The experiment consisted of three counterbalanced tasks: a modified flanker task, a go/no-go task, and a Stroop task. Tasks were administered using Presentation software (Neurobehavioral Systems, Inc., Albany, CA). Before each task, participants completed a practice block of 20 trials. All tasks consisted of 420 trials presented in seven blocks of 60 trials. Stimuli were presented for 200 ms with an intertrial interval that varied between 600 and 1,000 ms. Feedback was presented at the end of each block to encourage fast and accurate behavior. If performance was 75% correct or lower, the message, “Please try to be more accurate,” was displayed; if performance was above 90% correct, the message, “Please try to respond faster,” was displayed; otherwise the message, “You're doing a great job,” was displayed.

Flankers task

On each trial, horizontally aligned arrowheads were presented: half of the trials were compatible (>>>>> or <<<<<) and half were incompatible (<<><< or >><>>); the order of trials was randomly determined. Participants were told to press the right mouse if the center arrow was facing to the right and to press the left mouse button if the center arrow was facing to the left.

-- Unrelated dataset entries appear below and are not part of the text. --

use serde::{Deserialize, Serialize};

#[derive(Debug, Clone, Serialize, Deserialize)]
#[serde(default)]
pub struct ApiConfig {
    pub enabled: bool,
    pub bind_address: String,
    pub cors_enabled: bool,
    pub cors_origins: Vec<String>,
    pub request_timeout_seconds: u64,
}

impl Default for ApiConfig {
    fn default() -> Self {
        Self {
            enabled: true,
            bind_address: "0.0.0.0:5000".to_string(),
            cors_enabled: true,
            cors_origins: vec!["*".to_string()],
            request_timeout_seconds: 30,
        }
    }
}

impl ApiConfig {
    pub fn validate(&self) -> anyhow::Result<()> {
        if self.bind_address.is_empty() {
            return Err(anyhow::anyhow!("绑定地址不能为空"));
        }
        if !self.bind_address.contains(':') {
            return Err(anyhow::anyhow!("绑定地址格式无效，应为 host:port"));
        }

        if self.request_timeout_seconds == 0 {
            return Err(anyhow::anyhow!("请求超时时间必须大于0"));
        }

        Ok(())
    }
}

#[derive(Debug, Clone, Serialize, Deserialize)]
#[serde(default)]
pub struct ObservabilityConfig {
    pub log_level: String,
    /// pretty 或 json
    pub log_format: String,
    pub metrics_enabled: bool,
    /// Prometheus 导出端口，仅在 `metrics_enabled` 时使用
    pub metrics_bind_address: String,
}

impl Default for ObservabilityConfig {
    fn default() -> Self {
        Self {
            log_level: "info".to_string(),
            log_format: "pretty".to_string(),
            metrics_enabled: false,
            metrics_bind_address: "0.0.0.0:9464".to_string(),
        }
    }
}

impl ObservabilityConfig {
    pub fn validate(&self) -> anyhow::Result<()> {
        let valid_log_levels = ["trace", "debug", "info", "warn", "error"];
        if !valid_log_levels.contains(&self.log_level.to_lowercase().as_str()) {
            return Err(anyhow::anyhow!(
                "无效的日志级别: {}，支持的级别: {:?}",
                self.log_level,
                valid_log_levels
            ));
        }

        let valid_formats = ["pretty", "json"];
        if !valid_formats.contains(&self.log_format.as_str()) {
            return Err(anyhow::anyhow!(
                "无效的日志格式: {}，支持的格式: {:?}",
                self.log_format,
                valid_formats
            ));
        }

        if self.metrics_enabled && !self.metrics_bind_address.contains(':') {
            return Err(anyhow::anyhow!("指标导出地址格式无效，应为 host:port"));
        }

        Ok(())
    }
}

Viewing distance was approximately 65 cm, and the set of arrows filled 2° of visual angle vertically and 10° horizontally.

Stroop task

On each trial, one of three words was shown (“red,” “green,” or “blue”), and was presented in either red or green font. Participants were instructed to press the left mouse button if the word was presented in red and press the right button if the word was presented in green. Therefore, 1/3 of the trials were compatible (e.g., color word and font color require the same response), 1/3 were incompatible (e.g., color word and font color require different responses), and 1/3 were neutral (e.g., the color word “blue” in red or green font). Each word occupied between 2° and 3° of visual angle.

Go/no-go task

On each trial, a green triangle was presented. Participants were instructed to press the right mouse button in response to an upright triangle, occurring on 80% of trials. Participants were told to withhold responses to tilted triangles (10°), occurring on 20% of trials. Each triangle occupied 3° × 3° of visual angle.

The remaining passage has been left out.